## REQUIRED ACTION
Identify all lines below that hold "UPDATE" and collect them.

## SUPPLIED DATA
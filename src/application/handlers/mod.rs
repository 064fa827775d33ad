//! Command handlers.
//!
//! Each handler orchestrates ports to fulfil one use case.

pub mod reconciliation;

pub use reconciliation::{
    NotificationSweeper, NotificationSweeperConfig, ReconcileNotificationCommand,
    ReconcileNotificationHandler, ReconcileNotificationResult, ReconcileSettings, SweepReport,
};
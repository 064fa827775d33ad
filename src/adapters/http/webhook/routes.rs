//! Axum router configuration for webhook endpoints.

use axum::{routing::post, Router};

use super::handlers::{receive_renewal_notification, WebhookAppState};

/// Create the webhook routes.
///
/// # Routes
/// - `POST /renewals` - Provider renewal notifications (token authenticated)
pub fn webhook_routes() -> Router<WebhookAppState> {
    Router::new().route("/renewals", post(receive_renewal_notification))
}

/// Create the webhook router mounted at `/webhooks`.
pub fn webhook_router(state: WebhookAppState) -> Router {
    Router::new()
        .nest("/webhooks", webhook_routes())
        .with_state(state)
}
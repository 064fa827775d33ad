//! Error types for renewal webhook handling.
//!
//! Maps every failure to an HTTP status and retryability. The provider
//! redelivers on 5xx and stops on 2xx/4xx.

use axum::http::StatusCode;
use thiserror::Error;

use crate::domain::foundation::DomainError;

use super::AuthError;

/// Errors from decoding a provider payload. All map to 400.
#[derive(Debug, Clone, PartialEq, Eq, Error)]
pub enum DecodeError {
    #[error("Malformed envelope: {0}")]
    Envelope(String),

    #[error("Invalid base64 payload: {0}")]
    Base64(String),

    #[error("Malformed notification: {0}")]
    Payload(String),

    #[error("Missing field: {0}")]
    MissingField(&'static str),

    #[error("Unexpected package name: {0}")]
    PackageMismatch(String),
}

/// Errors from querying the provider for current state.
#[derive(Debug, Clone, PartialEq, Eq, Error)]
pub enum FetchError {
    #[error("Provider query timed out")]
    Timeout,

    #[error("Provider unreachable: {0}")]
    Unreachable(String),

    #[error("Purchase token not recognised by provider")]
    InvalidToken,

    #[error("Provider returned {status}: {message}")]
    Provider { status: u16, message: String },

    #[error("Unreadable provider response: {0}")]
    Malformed(String),

    #[error("Provider credentials unavailable: {0}")]
    Credentials(String),
}

/// Errors surfaced by the reconciliation endpoint.
#[derive(Debug, Error)]
pub enum WebhookError {
    /// Request did not come from the provider.
    #[error("Authentication failed: {0}")]
    Unauthorized(#[from] AuthError),

    /// Envelope or payload could not be decoded.
    #[error("Decode failure: {0}")]
    Decode(#[from] DecodeError),

    /// Provider state could not be fetched.
    #[error("Fetch failed: {0}")]
    Fetch(#[from] FetchError),

    /// Ledger write exceeded its time budget.
    #[error("Ledger write timed out")]
    LedgerTimeout,

    /// Database operation failed.
    #[error("Database error: {0}")]
    Database(String),
}

impl WebhookError {
    /// Returns true if the provider should redeliver.
    pub fn is_retryable(&self) -> bool {
        matches!(
            self,
            WebhookError::Fetch(_) | WebhookError::LedgerTimeout | WebhookError::Database(_)
        )
    }

    /// Maps the error to an HTTP status code.
    pub fn status_code(&self) -> StatusCode {
        match self {
            WebhookError::Unauthorized(_) => StatusCode::FORBIDDEN,
            WebhookError::Decode(_) => StatusCode::BAD_REQUEST,
            WebhookError::Fetch(_) | WebhookError::LedgerTimeout | WebhookError::Database(_) => {
                StatusCode::INTERNAL_SERVER_ERROR
            }
        }
    }

    /// Short machine-readable code for logs and response bodies.
    pub fn error_code(&self) -> &'static str {
        match self {
            WebhookError::Unauthorized(_) => "UNAUTHORIZED",
            WebhookError::Decode(_) => "DECODE_FAILURE",
            WebhookError::Fetch(_) => "FETCH_FAILED",
            WebhookError::LedgerTimeout => "LEDGER_TIMEOUT",
            WebhookError::Database(_) => "DATABASE_ERROR",
        }
    }
}

impl From<DomainError> for WebhookError {
    fn from(err: DomainError) -> Self {
        WebhookError::Database(err.to_string())
    }
}
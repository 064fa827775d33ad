//! Application layer - Commands and Handlers.
//!
//! This layer orchestrates domain operations and coordinates between ports.
//! Handlers own sequencing, timeouts and logging; the state machine itself
//! lives in the domain.

pub mod handlers;

pub use handlers::{
    NotificationSweeper, NotificationSweeperConfig, ReconcileNotificationCommand,
    ReconcileNotificationHandler, ReconcileNotificationResult, ReconcileSettings, SweepReport,
};
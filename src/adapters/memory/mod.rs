//! In-memory adapters.
//!
//! Implement the persistence and provider ports without a database or
//! network, for tests and for running the service locally.

mod processed_notification_store;
mod subscription_ledger;
mod subscription_state_fetcher;

pub use processed_notification_store::InMemoryProcessedNotificationStore;
pub use subscription_ledger::{InMemorySubscriptionLedger, LedgerFault};
pub use subscription_state_fetcher::InMemorySubscriptionStateFetcher;
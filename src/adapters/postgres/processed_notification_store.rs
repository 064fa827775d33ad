//! PostgreSQL implementation of ProcessedNotificationStore.
//!
//! `admit` is a single `INSERT ... ON CONFLICT DO UPDATE ... WHERE ...
//! RETURNING` statement: a returned row means the caller holds the claim,
//! no row means the notification is processed or claimed elsewhere.

use async_trait::async_trait;
use chrono::{DateTime, Utc};
use sqlx::types::Json;
use sqlx::PgPool;

use crate::domain::billing::RenewalEvent;
use crate::domain::foundation::{DomainError, ErrorCode, Timestamp};
use crate::ports::{
    AdmitResult, NotificationOutcome, ProcessedNotification, ProcessedNotificationStore,
};

pub struct PostgresProcessedNotificationStore {
    pool: PgPool,
}

impl PostgresProcessedNotificationStore {
    pub fn new(pool: PgPool) -> Self {
        Self { pool }
    }
}

#[derive(Debug, sqlx::FromRow)]
struct ProcessedNotificationRow {
    notification_id: String,
    event_type: String,
    payload: Json<RenewalEvent>,
    processed: bool,
    outcome: Option<String>,
    detail: Option<String>,
    last_error: Option<String>,
    attempts: i32,
    claimed_at: Option<DateTime<Utc>>,
    received_at: DateTime<Utc>,
    processed_at: Option<DateTime<Utc>>,
}

impl TryFrom<ProcessedNotificationRow> for ProcessedNotification {
    type Error = DomainError;

    fn try_from(row: ProcessedNotificationRow) -> Result<Self, Self::Error> {
        Ok(ProcessedNotification {
            notification_id: row.notification_id,
            event_type: row.event_type,
            payload: row.payload.0,
            processed: row.processed,
            outcome: row
                .outcome
                .as_deref()
                .map(NotificationOutcome::parse)
                .transpose()?,
            detail: row.detail,
            last_error: row.last_error,
            attempts: row.attempts.max(0) as u32,
            claimed_at: row.claimed_at.map(Timestamp::from_datetime),
            received_at: Timestamp::from_datetime(row.received_at),
            processed_at: row.processed_at.map(Timestamp::from_datetime),
        })
    }
}

const SELECT_COLUMNS: &str = r#"
    SELECT notification_id, event_type, payload, processed, outcome, detail,
           last_error, attempts, claimed_at, received_at, processed_at
    FROM processed_notifications
"#;

fn db_error(action: &str, e: sqlx::Error) -> DomainError {
    DomainError::new(ErrorCode::DatabaseError, format!("Failed to {}: {}", action, e))
}

fn rows_to_records(
    rows: Vec<ProcessedNotificationRow>,
) -> Result<Vec<ProcessedNotification>, DomainError> {
    rows.into_iter().map(ProcessedNotification::try_from).collect()
}

#[async_trait]
impl ProcessedNotificationStore for PostgresProcessedNotificationStore {
    async fn admit(
        &self,
        notification: &ProcessedNotification,
        lapsed_before: Timestamp,
    ) -> Result<AdmitResult, DomainError> {
        let claimed_at = notification.claimed_at.map(|t| *t.as_datetime());

        let row: Option<(i32,)> = sqlx::query_as(
            r#"
            INSERT INTO processed_notifications (
                notification_id, event_type, payload, processed, attempts,
                claimed_at, received_at
            )
            VALUES ($1, $2, $3, FALSE, $4, $5, $6)
            ON CONFLICT (notification_id) DO UPDATE
            SET claimed_at = EXCLUDED.claimed_at,
                attempts = processed_notifications.attempts + 1
            WHERE processed_notifications.processed = FALSE
              AND (processed_notifications.claimed_at IS NULL
                   OR processed_notifications.claimed_at < $7)
            RETURNING attempts
            "#,
        )
        .bind(&notification.notification_id)
        .bind(&notification.event_type)
        .bind(Json(&notification.payload))
        .bind(notification.attempts as i32)
        .bind(claimed_at)
        .bind(notification.received_at.as_datetime())
        .bind(lapsed_before.as_datetime())
        .fetch_optional(&self.pool)
        .await
        .map_err(|e| db_error("admit notification", e))?;

        Ok(match row {
            Some((attempts,)) => AdmitResult::Admitted {
                attempt: attempts.max(0) as u32,
            },
            None => AdmitResult::Duplicate,
        })
    }

    async fn mark_processed(
        &self,
        notification_id: &str,
        outcome: NotificationOutcome,
        detail: Option<&str>,
        processed_at: Timestamp,
    ) -> Result<(), DomainError> {
        let result = sqlx::query(
            r#"
            UPDATE processed_notifications
            SET processed = TRUE, outcome = $2, detail = $3,
                claimed_at = NULL, processed_at = $4
            WHERE notification_id = $1
            "#,
        )
        .bind(notification_id)
        .bind(outcome.as_str())
        .bind(detail)
        .bind(processed_at.as_datetime())
        .execute(&self.pool)
        .await
        .map_err(|e| db_error("mark notification processed", e))?;

        if result.rows_affected() == 0 {
            return Err(DomainError::new(
                ErrorCode::NotificationNotFound,
                format!("Notification not found: {}", notification_id),
            ));
        }
        Ok(())
    }

    async fn release(&self, notification_id: &str, error: &str) -> Result<(), DomainError> {
        sqlx::query(
            r#"
            UPDATE processed_notifications
            SET claimed_at = NULL, last_error = $2
            WHERE notification_id = $1 AND processed = FALSE
            "#,
        )
        .bind(notification_id)
        .bind(error)
        .execute(&self.pool)
        .await
        .map_err(|e| db_error("release notification claim", e))?;
        Ok(())
    }

    async fn find(&self, notification_id: &str) -> Result<Option<ProcessedNotification>, DomainError> {
        let row: Option<ProcessedNotificationRow> =
            sqlx::query_as(&format!("{} WHERE notification_id = $1", SELECT_COLUMNS))
                .bind(notification_id)
                .fetch_optional(&self.pool)
                .await
                .map_err(|e| db_error("find notification", e))?;

        row.map(ProcessedNotification::try_from).transpose()
    }

    async fn find_retryable(
        &self,
        lapsed_before: Timestamp,
        limit: u32,
    ) -> Result<Vec<ProcessedNotification>, DomainError> {
        let rows: Vec<ProcessedNotificationRow> = sqlx::query_as(&format!(
            "{} WHERE processed = FALSE AND (claimed_at IS NULL OR claimed_at < $1) \
             ORDER BY received_at LIMIT $2",
            SELECT_COLUMNS
        ))
        .bind(lapsed_before.as_datetime())
        .bind(i64::from(limit))
        .fetch_all(&self.pool)
        .await
        .map_err(|e| db_error("find retryable notifications", e))?;

        rows_to_records(rows)
    }

    async fn list_anomalies(&self, limit: u32) -> Result<Vec<ProcessedNotification>, DomainError> {
        let rows: Vec<ProcessedNotificationRow> = sqlx::query_as(&format!(
            "{} WHERE outcome = 'anomaly' ORDER BY processed_at DESC LIMIT $1",
            SELECT_COLUMNS
        ))
        .bind(i64::from(limit))
        .fetch_all(&self.pool)
        .await
        .map_err(|e| db_error("list anomalies", e))?;

        rows_to_records(rows)
    }

    async fn delete_processed_before(&self, timestamp: Timestamp) -> Result<u64, DomainError> {
        let result = sqlx::query(
            "DELETE FROM processed_notifications WHERE processed = TRUE AND received_at < $1",
        )
        .bind(timestamp.as_datetime())
        .execute(&self.pool)
        .await
        .map_err(|e| db_error("purge processed notifications", e))?;

        Ok(result.rows_affected())
    }
}
//! State machine trait for status enums.
//!
//! Gives lifecycle statuses a uniform way to describe which moves between
//! states are part of the documented graph.

use super::ValidationError;

/// Trait for status enums that represent state machines.
///
/// # Example
///
/// ```ignore
/// impl StateMachine for RecurringStatus {
///     fn can_transition_to(&self, target: &Self) -> bool {
///         matches!((self, target), (Active, PendingPayment) | (PendingPayment, Active))
///     }
///
///     fn valid_transitions(&self) -> Vec<Self> {
///         match self {
///             Active => vec![PendingPayment],
///             PendingPayment => vec![Active],
///         }
///     }
/// }
///
/// let next = current.transition_to(RecurringStatus::PendingPayment)?;
/// ```
pub trait StateMachine: Sized + Copy + PartialEq + std::fmt::Debug {
    /// Returns true if transition from self to target is part of the graph.
    fn can_transition_to(&self, target: &Self) -> bool;

    /// Returns all valid target states from current state.
    fn valid_transitions(&self) -> Vec<Self>;

    /// Performs transition with validation, returning error if invalid.
    fn transition_to(&self, target: Self) -> Result<Self, ValidationError> {
        if self.can_transition_to(&target) {
            Ok(target)
        } else {
            Err(ValidationError::invalid_format(
                "state_transition",
                format!("Cannot transition from {:?} to {:?}", self, target),
            ))
        }
    }

    /// Checks if current state is terminal (no valid outgoing transitions).
    fn is_terminal(&self) -> bool {
        self.valid_transitions().is_empty()
    }
}
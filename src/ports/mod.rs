//! Ports - Interfaces for external dependencies.
//!
//! Following hexagonal architecture, ports define the contracts between
//! the domain and the outside world. Adapters implement these ports.
//!
//! ## Inbound
//!
//! - `NotificationDecoder` - Provider payload to `RenewalEvent`
//!
//! ## Outbound
//!
//! - `SubscriptionStateFetcher` - Authoritative provider state
//! - `AccessTokenSource` - Credentials for the provider API
//! - `ProcessedNotificationStore` - Idempotency guard storage
//! - `SubscriptionLedger` - Subscriptions, payments and the transactional writer
//! - `AuditSink` - Structured audit records

mod access_token_source;
mod audit_sink;
mod notification_decoder;
mod processed_notification_store;
mod subscription_ledger;
mod subscription_state_fetcher;

pub use access_token_source::AccessTokenSource;
pub use audit_sink::{AuditEntry, AuditSink};
pub use notification_decoder::{DecodedNotification, InboundMessage, NotificationDecoder};
pub use processed_notification_store::{
    AdmitResult, NotificationOutcome, ProcessedNotification, ProcessedNotificationStore,
};
pub use subscription_ledger::{CommitResult, SubscriptionLedger};
pub use subscription_state_fetcher::SubscriptionStateFetcher;
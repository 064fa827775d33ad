//! Google Play RTDN decoder.
//!
//! Turns a Pub/Sub push message into a `DecodedNotification`: base64-decode
//! `data`, parse the `DeveloperNotification`, cross-check the package name,
//! then map the numeric subscription notification type.

use base64::{prelude::BASE64_STANDARD, Engine as _};

use crate::domain::billing::{DecodeError, RenewalEvent, RenewalEventKind};
use crate::domain::foundation::{Timestamp, ValidationError};
use crate::ports::{DecodedNotification, InboundMessage, NotificationDecoder};

use super::rtdn_models::{DeveloperNotification, NotificationTypeCode};

pub struct GooglePlayNotificationDecoder {
    expected_package: Option<String>,
}

impl GooglePlayNotificationDecoder {
    /// Decoder that rejects notifications for any other package.
    pub fn new(expected_package: impl Into<String>) -> Self {
        let package = expected_package.into();
        Self {
            expected_package: (!package.trim().is_empty()).then_some(package),
        }
    }

    /// Decoder that accepts any package.
    pub fn any_package() -> Self {
        Self {
            expected_package: None,
        }
    }
}

impl NotificationDecoder for GooglePlayNotificationDecoder {
    fn decode(&self, message: &InboundMessage) -> Result<DecodedNotification, DecodeError> {
        if message.data.trim().is_empty() {
            return Err(DecodeError::MissingField("message.data"));
        }

        let raw = BASE64_STANDARD
            .decode(message.data.trim())
            .map_err(|e| DecodeError::Base64(e.to_string()))?;
        let notification: DeveloperNotification =
            serde_json::from_slice(&raw).map_err(|e| DecodeError::Payload(e.to_string()))?;

        if let Some(expected) = &self.expected_package {
            if &notification.package_name != expected {
                return Err(DecodeError::PackageMismatch(notification.package_name));
            }
        }

        if notification.test_notification.is_some() {
            return Ok(DecodedNotification::Test);
        }
        if notification.one_time_product_notification.is_some() {
            return Ok(DecodedNotification::Unsupported(
                "oneTimeProductNotification".to_string(),
            ));
        }
        if notification.voided_purchase_notification.is_some() {
            return Ok(DecodedNotification::Unsupported(
                "voidedPurchaseNotification".to_string(),
            ));
        }

        let subscription = notification
            .subscription_notification
            .ok_or(DecodeError::MissingField("subscriptionNotification"))?;

        let kind = match subscription.notification_type {
            NotificationTypeCode::Known(code) => RenewalEventKind::from(code),
            NotificationTypeCode::Unknown(code) => {
                return Ok(DecodedNotification::Unsupported(format!(
                    "subscriptionNotification type {}",
                    code
                )));
            }
        };
        let event = RenewalEvent::new(
            message.message_id.clone(),
            kind,
            subscription.purchase_token,
            subscription.subscription_id,
        )
        .map_err(|e| match e {
            ValidationError::EmptyField { field } if field == "purchase_token" => {
                DecodeError::MissingField("purchaseToken")
            }
            ValidationError::EmptyField { .. } => DecodeError::MissingField("subscriptionId"),
            other => DecodeError::Payload(other.to_string()),
        })?;

        let event = match notification.event_time_millis.as_ref() {
            Some(millis) => {
                let millis = millis.as_millis().ok_or_else(|| {
                    DecodeError::Payload("eventTimeMillis is not an integer".to_string())
                })?;
                let at = Timestamp::from_unix_millis("eventTimeMillis", millis)
                    .map_err(|e| DecodeError::Payload(e.to_string()))?;
                event.with_event_time(at)
            }
            None => event,
        };

        Ok(DecodedNotification::Renewal(event))
    }
}

#[cfg(test)]
mod tests {
    use super::*;
    use serde_json::json;

    fn message(payload: serde_json::Value) -> InboundMessage {
        InboundMessage {
            message_id: Some("msg-1".to_string()),
            data: BASE64_STANDARD.encode(payload.to_string()),
            ..Default::default()
        }
    }

    fn subscription_payload(code: impl serde::Serialize) -> serde_json::Value {
        json!({
            "version": "1.0",
            "packageName": "com.example.app",
            "eventTimeMillis": "1700000000000",
            "subscriptionNotification": {
                "version": "1.0",
                "notificationType": code,
                "purchaseToken": "tok-abc",
                "subscriptionId": "monthly"
            }
        })
    }

    fn decoder() -> GooglePlayNotificationDecoder {
        GooglePlayNotificationDecoder::new("com.example.app")
    }

    // ══════════════════════════════════════════════════════════════
    // Subscription Notification Tests
    // ══════════════════════════════════════════════════════════════

    #[test]
    fn decodes_renewal() {
        let decoded = decoder().decode(&message(subscription_payload(2))).unwrap();

        let DecodedNotification::Renewal(event) = decoded else {
            panic!("expected renewal, got {:?}", decoded);
        };
        assert_eq!(event.kind, RenewalEventKind::Renewed);
        assert_eq!(event.event_id.as_deref(), Some("msg-1"));
        assert_eq!(event.purchase_token, "tok-abc");
        assert_eq!(event.product_id, "monthly");
        assert_eq!(
            event.event_time,
            Some(Timestamp::from_unix_millis("t", 1_700_000_000_000).unwrap())
        );
    }

    #[test]
    fn missing_message_id_leaves_event_id_empty() {
        let mut msg = message(subscription_payload(5));
        msg.message_id = None;

        let decoded = decoder().decode(&msg).unwrap();

        let DecodedNotification::Renewal(event) = decoded else {
            panic!("expected renewal");
        };
        assert!(event.event_id.is_none());
        assert_eq!(event.kind, RenewalEventKind::OnHold);
    }

    #[test]
    fn pending_purchase_canceled_is_decoded() {
        let decoded = decoder().decode(&message(subscription_payload(20))).unwrap();
        assert!(matches!(
            decoded,
            DecodedNotification::Renewal(RenewalEvent {
                kind: RenewalEventKind::PendingPurchaseCanceled,
                ..
            })
        ));
    }

    #[test]
    fn empty_purchase_token_is_missing_field() {
        let mut payload = subscription_payload(2);
        payload["subscriptionNotification"]["purchaseToken"] = json!("");

        let err = decoder().decode(&message(payload)).unwrap_err();

        assert_eq!(err, DecodeError::MissingField("purchaseToken"));
    }

    // ══════════════════════════════════════════════════════════════
    // Other Notification Tests
    // ══════════════════════════════════════════════════════════════

    #[test]
    fn test_notification_is_acknowledged() {
        let payload = json!({
            "version": "1.0",
            "packageName": "com.example.app",
            "eventTimeMillis": "1700000000000",
            "testNotification": { "version": "1.0" }
        });

        assert_eq!(
            decoder().decode(&message(payload)).unwrap(),
            DecodedNotification::Test
        );
    }

    #[test]
    fn unknown_subscription_type_is_unsupported() {
        let decoded = decoder().decode(&message(subscription_payload(19))).unwrap();

        assert_eq!(
            decoded,
            DecodedNotification::Unsupported("subscriptionNotification type 19".to_string())
        );
    }

    #[test]
    fn voided_purchase_is_unsupported() {
        let payload = json!({
            "version": "1.0",
            "packageName": "com.example.app",
            "eventTimeMillis": "1700000000000",
            "voidedPurchaseNotification": {
                "purchaseToken": "tok",
                "orderId": "GPA.1",
                "productType": 1,
                "refundType": 1
            }
        });

        assert!(matches!(
            decoder().decode(&message(payload)).unwrap(),
            DecodedNotification::Unsupported(_)
        ));
    }

    // ══════════════════════════════════════════════════════════════
    // Failure Tests
    // ══════════════════════════════════════════════════════════════

    #[test]
    fn invalid_base64_fails() {
        let msg = InboundMessage {
            data: "%%%not-base64%%%".to_string(),
            ..Default::default()
        };
        assert!(matches!(decoder().decode(&msg), Err(DecodeError::Base64(_))));
    }

    #[test]
    fn non_json_payload_fails() {
        let msg = InboundMessage {
            data: BASE64_STANDARD.encode("hello"),
            ..Default::default()
        };
        assert!(matches!(decoder().decode(&msg), Err(DecodeError::Payload(_))));
    }

    #[test]
    fn non_numeric_notification_type_fails() {
        let result = decoder().decode(&message(subscription_payload(json!("RENEWED"))));
        assert!(matches!(result, Err(DecodeError::Payload(_))));
    }

    #[test]
    fn empty_data_is_missing_field() {
        let msg = InboundMessage::default();
        assert_eq!(
            decoder().decode(&msg),
            Err(DecodeError::MissingField("message.data"))
        );
    }

    #[test]
    fn other_package_is_rejected() {
        let mut payload = subscription_payload(2);
        payload["packageName"] = json!("com.other.app");

        let err = decoder().decode(&message(payload)).unwrap_err();

        assert_eq!(err, DecodeError::PackageMismatch("com.other.app".to_string()));
    }

    #[test]
    fn any_package_accepts_everything() {
        let mut payload = subscription_payload(2);
        payload["packageName"] = json!("com.other.app");

        let decoded = GooglePlayNotificationDecoder::any_package()
            .decode(&message(payload))
            .unwrap();

        assert!(matches!(decoded, DecodedNotification::Renewal(_)));
    }

    #[test]
    fn missing_subscription_notification_fails() {
        let payload = json!({
            "version": "1.0",
            "packageName": "com.example.app"
        });
        assert_eq!(
            decoder().decode(&message(payload)),
            Err(DecodeError::MissingField("subscriptionNotification"))
        );
    }
}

## RESPONSE
//! `admit` is a single `INSERT ... ON CONFLICT DO UPDATE ... WHERE ...
            ON CONFLICT (notification_id) DO UPDATE
            UPDATE processed_notifications
            UPDATE processed_notifications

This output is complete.